Future research could explore item redundancy or develop a shorter version that improves its usability. However, it is important to recognize that PromoACTIVA-SC is based on a formative construct, that is, its items describe different facets of the construct. When examining the properties of such tools, formative models are required for their analysis. These models assume that the items are not necessarily correlated. Therefore, measurement instruments of this nature do not need to assess metric properties such as the structural validity or internal consistency of scores [
36,
37]. It is recommended to test the properties of the instrument with larger samples to continue with the validation process suitable for formative models, including convergent validity, indicator collinearity, and statistical significance and relevance of the indicator weights [
38].
Another consideration regarding PromoACTIVA-SC’s usability is its novelty. PromoACTIVA-SC offers the first structured framework for CSOs seeking to adopt a process-oriented approach to health promotion, an area where clear guidance has often been lacking. Organizations accustomed to more fragmented practices may find their immediate adoption challenging, as it requires a shift toward more integrated and systematic ways of working. To facilitate adoption, organizations could benefit from the gradual implementation of PromoACTIVA-SC, complemented by reflective exercises and feedback mechanisms that help connect everyday practice with the activities described in its items and phases. Future research could also evaluate strategies for embedding the process-oriented approach to health promotion within CSOs’ organizational culture, building on the foundations provided by PromoACTIVA-SC.
This tool was designed for CSOs as defined in the introduction. This study has excluded some CSOs such as unions, trade associations, and professional or Royal Colleges, which can play a significant role in health-related discussions in many countries. These actors often have distinctive structures, mandates, and ways of engaging in health promotion. For this reason, future studies should consider further refinement and testing of the tool for use in these CSOs and in other types of organizations not included in the present study. This should involve revising the tool’s items in light of the literature on such organizations and piloting and validating it with them before broader application. The methodological process followed in this study can serve as a model for such adaptation. These steps would allow the tool to better reflect their specific roles and practices, thereby enhancing its applicability across diverse organizational settings.

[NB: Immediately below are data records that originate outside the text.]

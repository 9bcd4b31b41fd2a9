mod config;

use std::env;
use std::fs;
use std::path::{Path, PathBuf};
use std::process::Command;

use crate::config::DashConfig;
use spacedash_core::{DashError, DashResult};

pub use config::{
    DEFAULT_TRACK_URL, DEFAULT_URL_PREFIX, DashConfig as DashConfigData, LoggingConfig,
    MissionConfig, OutputConfig, TrackConfig,
};

pub fn config_path() -> DashResult<PathBuf> {
    let home = dirs::home_dir()
        .ok_or_else(|| DashError::Config("home directory not found".to_string()))?;
    Ok(home.join(".spacedash").join("config.toml"))
}

pub fn load_config() -> DashResult<DashConfig> {
    load_config_from(&config_path()?)
}

pub fn load_config_from(path: &Path) -> DashResult<DashConfig> {
    if !path.exists() {
        return Ok(DashConfig::default());
    }
    let content = fs::read_to_string(path)
        .map_err(|err| DashError::Config(format!("failed to read config: {err}")))?;
    let config = toml::from_str(&content)
        .map_err(|err| DashError::Config(format!("failed to parse config: {err}")))?;
    Ok(config)
}

pub fn save_config(config: &DashConfig) -> DashResult<()> {
    save_config_to(&config_path()?, config)
}

pub fn save_config_to(path: &Path, config: &DashConfig) -> DashResult<()> {
    if let Some(parent) = path.parent() {
        fs::create_dir_all(parent)
            .map_err(|err| DashError::Config(format!("failed to create config dir: {err}")))?;
    }
    let content = toml::to_string_pretty(config)
        .map_err(|err| DashError::Config(format!("failed to serialize config: {err}")))?;
    fs::write(path, content)
        .map_err(|err| DashError::Config(format!("failed to write config: {err}")))?;
    Ok(())
}

pub fn config_exists() -> DashResult<bool> {
    let path = config_path()?;
    Ok(path.exists())
}

fn env_override(name: &str) -> Option<String> {
    env::var(name).ok()
}

pub fn resolve_track_url(config: &DashConfig) -> String {
    track_url_from(env_override("SPACEDASH_TRACK_URL").as_deref(), config)
}

fn track_url_from(env_value: Option<&str>, config: &DashConfig) -> String {
    non_blank(env_value)
        .or(config.track.url.as_deref())
        .unwrap_or(DEFAULT_TRACK_URL)
        .to_string()
}

pub fn resolve_url_prefix(config: &DashConfig) -> String {
    config
        .track
        .url_prefix
        .clone()
        .unwrap_or_else(|| DEFAULT_URL_PREFIX.to_string())
}

pub fn resolve_simple_output(config: &DashConfig) -> Option<bool> {
    simple_output_from(env_override("SPACEDASH_OUTPUT_SIMPLE").as_deref(), config)
}

fn simple_output_from(env_value: Option<&str>, config: &DashConfig) -> Option<bool> {
    if let Some(value) = non_blank(env_value) {
        let normalized = value.trim().to_lowercase();
        return Some(normalized == "1" || normalized == "true" || normalized == "yes");
    }
    config.output.simple
}

pub fn resolve_log_level(config: &DashConfig) -> String {
    log_level_from(env_override("SPACEDASH_LOG").as_deref(), config)
}

fn log_level_from(env_value: Option<&str>, config: &DashConfig) -> String {
    non_blank(env_value)
        .or(config.logging.level.as_deref())
        .unwrap_or("warn")
        .to_string()
}

fn non_blank(value: Option<&str>) -> Option<&str> {
    value.filter(|value| !value.trim().is_empty())
}

/// Reads a dotted key such as `mission.fuel_step` for display.
pub fn get_config_value(config: &DashConfig, key_path: &str) -> Option<String> {
    let parts: Vec<&str> = key_path.split('.').collect();

    match parts.as_slice() {
        ["track", "url"] => config.track.url.clone(),
        ["track", "url_prefix"] => config.track.url_prefix.clone(),
        ["mission", "initial_fuel"] => Some(config.mission.initial_fuel.to_string()),
        ["mission", "fuel_step"] => Some(config.mission.fuel_step.to_string()),
        ["mission", "low_fuel_threshold"] => Some(config.mission.low_fuel_threshold.to_string()),
        ["output", "simple"] => config.output.simple.map(|b| b.to_string()),
        ["logging", "level"] => config.logging.level.clone(),
        _ => None,
    }
}

pub fn set_config_value(key_path: &str, value: &str) -> DashResult<()> {
    set_config_value_at(&config_path()?, key_path, value)
}

/// Writes a dotted key into the TOML file at `path`, keeping the rest of the
/// document (comments and ordering included) as is.
pub fn set_config_value_at(path: &Path, key_path: &str, value: &str) -> DashResult<()> {
    let content = if path.exists() {
        fs::read_to_string(path)
            .map_err(|err| DashError::Config(format!("failed to read config: {err}")))?
    } else {
        String::new()
    };

    let mut doc = content
        .parse::<toml_edit::DocumentMut>()
        .map_err(|err| DashError::Config(format!("failed to parse config: {err}")))?;

    let parts: Vec<&str> = key_path.split('.').collect();
    let Some((last_part, parents)) = parts.split_last().filter(|(_, parents)| !parents.is_empty())
    else {
        return Err(DashError::Config(
            "key path must have at least 2 parts (e.g., 'track.url')".to_string(),
        ));
    };

    let mut current = doc.as_table_mut();
    for part in parents {
        current = current
            .entry(part)
            .or_insert(toml_edit::Item::Table(Default::default()))
            .as_table_mut()
            .ok_or_else(|| {
                DashError::Config(format!("cannot set nested value in '{}'", key_path))
            })?;
    }

    current[*last_part] = typed_value(key_path, value)?;

    let content = doc.to_string();
    // Reject edits that would leave the file unreadable by `load_config`.
    toml::from_str::<DashConfig>(&content)
        .map_err(|err| DashError::Config(format!("invalid value for '{key_path}': {err}")))?;

    if let Some(parent) = path.parent() {
        fs::create_dir_all(parent)
            .map_err(|err| DashError::Config(format!("failed to create config dir: {err}")))?;
    }
    fs::write(path, content)
        .map_err(|err| DashError::Config(format!("failed to write config: {err}")))?;

    Ok(())
}

enum ValueKind {
    Text,
    Integer,
    Flag,
}

fn value_kind(key_path: &str) -> ValueKind {
    match key_path.split('.').collect::<Vec<_>>().as_slice() {
        ["mission", _] => ValueKind::Integer,
        ["output", "simple"] => ValueKind::Flag,
        _ => ValueKind::Text,
    }
}

fn typed_value(key_path: &str, raw: &str) -> DashResult<toml_edit::Item> {
    match value_kind(key_path) {
        ValueKind::Text => Ok(toml_edit::value(raw)),
        ValueKind::Integer => raw
            .trim()
            .parse::<i64>()
            .map(toml_edit::value)
            .map_err(|err| DashError::Config(format!("invalid value for '{key_path}': {err}"))),
        ValueKind::Flag => raw
            .trim()
            .parse::<bool>()
            .map(toml_edit::value)
            .map_err(|err| DashError::Config(format!("invalid value for '{key_path}': {err}"))),
    }
}

pub fn open_in_editor() -> DashResult<()> {
    let path = config_path()?;
    if !path.exists() {
        save_config(&DashConfig::default())?;
    }

    let editor = env::var("EDITOR").unwrap_or_else(|_| {
        if cfg!(target_os = "macos") {
            "vim".to_string()
        } else if cfg!(target_os = "windows") {
            "notepad".to_string()
        } else {
            "nano".to_string()
        }
    });

    let status = Command::new(&editor)
        .arg(&path)
        .status()
        .map_err(|err| DashError::Config(format!("failed to open editor '{}': {}", editor, err)))?;

    if !status.success() {
        return Err(DashError::Config(format!(
            "editor exited with status: {}",
            status
        )));
    }

    Ok(())
}

#[cfg(test)]
mod tests {
    use super::*;

    #[test]
    fn missing_file_yields_defaults() {
        let dir = tempfile::tempdir().unwrap();
        let config = load_config_from(&dir.path().join("config.toml")).unwrap();
        assert_eq!(config.mission.initial_fuel, 75);
        assert_eq!(config.mission.fuel_step, 10);
        assert_eq!(config.mission.low_fuel_threshold, 20);
        assert!(config.track.url.is_none());
    }

    #[test]
    fn partial_tables_fall_back_to_defaults() {
        let dir = tempfile::tempdir().unwrap();
        let path = dir.path().join("config.toml");
        fs::write(&path, "[mission]\nfuel_step = 25\n").unwrap();

        let config = load_config_from(&path).unwrap();
        assert_eq!(config.mission.fuel_step, 25);
        assert_eq!(config.mission.initial_fuel, 75);
    }

    #[test]
    fn malformed_file_is_a_config_error() {
        let dir = tempfile::tempdir().unwrap();
        let path = dir.path().join("config.toml");
        fs::write(&path, "[mission\n").unwrap();

        match load_config_from(&path) {
            Err(DashError::Config(msg)) => assert!(msg.contains("failed to parse config")),
            other => panic!("Expected Config error, got {other:?}"),
        }
    }

    #[test]
    fn save_then_load_keeps_values() {
        let dir = tempfile::tempdir().unwrap();
        let path = dir.path().join("nested").join("config.toml");
        let mut config = DashConfig::default();
        config.track.url = Some("https://open.spotify.com/track/abc".to_string());
        config.output.simple = Some(true);

        save_config_to(&path, &config).unwrap();
        let loaded = load_config_from(&path).unwrap();
        assert_eq!(loaded.track.url, config.track.url);
        assert_eq!(loaded.output.simple, Some(true));
    }

    #[test]
    fn set_value_writes_typed_entries() {
        let dir = tempfile::tempdir().unwrap();
        let path = dir.path().join("config.toml");

        set_config_value_at(&path, "mission.fuel_step", "5").unwrap();
        set_config_value_at(&path, "output.simple", "true").unwrap();
        set_config_value_at(&path, "track.url", "https://open.spotify.com/track/xyz").unwrap();

        let config = load_config_from(&path).unwrap();
        assert_eq!(config.mission.fuel_step, 5);
        assert_eq!(config.output.simple, Some(true));
        assert_eq!(
            get_config_value(&config, "track.url").as_deref(),
            Some("https://open.spotify.com/track/xyz")
        );
    }

    #[test]
    fn set_value_requires_dotted_key() {
        let dir = tempfile::tempdir().unwrap();
        let result = set_config_value_at(&dir.path().join("config.toml"), "simple", "true");
        assert!(matches!(result, Err(DashError::Config(_))));
    }

    #[test]
    fn set_value_rejects_out_of_range_numbers() {
        let dir = tempfile::tempdir().unwrap();
        let path = dir.path().join("config.toml");
        let result = set_config_value_at(&path, "mission.initial_fuel", "400");
        assert!(matches!(result, Err(DashError::Config(_))));
        assert!(!path.exists());
    }

    #[test]
    fn set_value_refuses_to_rewrite_unparsable_file() {
        let dir = tempfile::tempdir().unwrap();
        let path = dir.path().join("config.toml");
        let original = "[track]\nurl = \"https://open.spotify.com/track/keepme\"\n[mission\n";
        fs::write(&path, original).unwrap();

        match set_config_value_at(&path, "mission.fuel_step", "5") {
            Err(DashError::Config(msg)) => assert!(msg.contains("failed to parse config")),
            other => panic!("Expected Config error, got {other:?}"),
        }
        assert_eq!(fs::read_to_string(&path).unwrap(), original);
    }

    #[test]
    fn set_value_keeps_numeric_text_as_string() {
        let dir = tempfile::tempdir().unwrap();
        let path = dir.path().join("config.toml");

        set_config_value_at(&path, "logging.level", "123").unwrap();
        set_config_value_at(&path, "track.url", "true").unwrap();

        let config = load_config_from(&path).unwrap();
        assert_eq!(config.logging.level.as_deref(), Some("123"));
        assert_eq!(config.track.url.as_deref(), Some("true"));
    }

    #[test]
    fn set_value_rejects_mistyped_numbers_and_flags() {
        let dir = tempfile::tempdir().unwrap();
        let path = dir.path().join("config.toml");

        assert!(matches!(
            set_config_value_at(&path, "mission.fuel_step", "lots"),
            Err(DashError::Config(_))
        ));
        assert!(matches!(
            set_config_value_at(&path, "output.simple", "maybe"),
            Err(DashError::Config(_))
        ));
        assert!(!path.exists());
    }

    #[test]
    fn track_url_prefers_env_then_config_then_default() {
        let mut config = DashConfig::default();
        assert_eq!(track_url_from(None, &config), DEFAULT_TRACK_URL);

        config.track.url = Some("https://open.spotify.com/track/fromconfig".to_string());
        assert_eq!(
            track_url_from(None, &config),
            "https://open.spotify.com/track/fromconfig"
        );
        assert_eq!(
            track_url_from(Some("https://open.spotify.com/track/fromenv"), &config),
            "https://open.spotify.com/track/fromenv"
        );
        assert_eq!(
            track_url_from(Some("   "), &config),
            "https://open.spotify.com/track/fromconfig"
        );
    }

    #[test]
    fn simple_output_env_values() {
        let mut config = DashConfig::default();
        assert_eq!(simple_output_from(None, &config), None);

        for truthy in ["1", "yes", "TRUE", " true "] {
            assert_eq!(simple_output_from(Some(truthy), &config), Some(true));
        }
        assert_eq!(simple_output_from(Some("0"), &config), Some(false));

        config.output.simple = Some(true);
        assert_eq!(simple_output_from(Some(""), &config), Some(true));
        assert_eq!(simple_output_from(Some("no"), &config), Some(false));
    }

    #[test]
    fn log_level_prefers_env_then_config_then_warn() {
        let mut config = DashConfig::default();
        assert_eq!(log_level_from(None, &config), "warn");

        config.logging.level = Some("info".to_string());
        assert_eq!(log_level_from(None, &config), "info");
        assert_eq!(log_level_from(Some("debug"), &config), "debug");
        assert_eq!(log_level_from(Some(" "), &config), "info");
    }

    #[test]
    fn unknown_keys_read_as_none() {
        let config = DashConfig::default();
        assert_eq!(get_config_value(&config, "mission.warp"), None);
        assert_eq!(
            get_config_value(&config, "mission.initial_fuel").as_deref(),
            Some("75")
        );
    }

    #[test]
    fn url_prefix_defaults_to_spotify() {
        let config = DashConfig::default();
        assert_eq!(resolve_url_prefix(&config), DEFAULT_URL_PREFIX);
    }
}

In addition, the tool should undergo a process of cross-cultural adaptation to ensure its conceptual, semantic, and operational equivalence across diverse settings. Although the documentary analysis underpinning the item development was based on international literature, the tool’s initial formulation was in Spanish, and its validation was conducted in the Spanish context. Extending its applicability, therefore, requires not only linguistic translation but also systematic cultural adaptation that takes into account the specific roles, structures, and practices of CSOs in different countries and institutional environments. Indeed, the challenge of using PromoACTIVA-SC in diverse contexts lies in understanding the specific roles and potential for health promotion that different social groups and CSOs may have in each setting (14).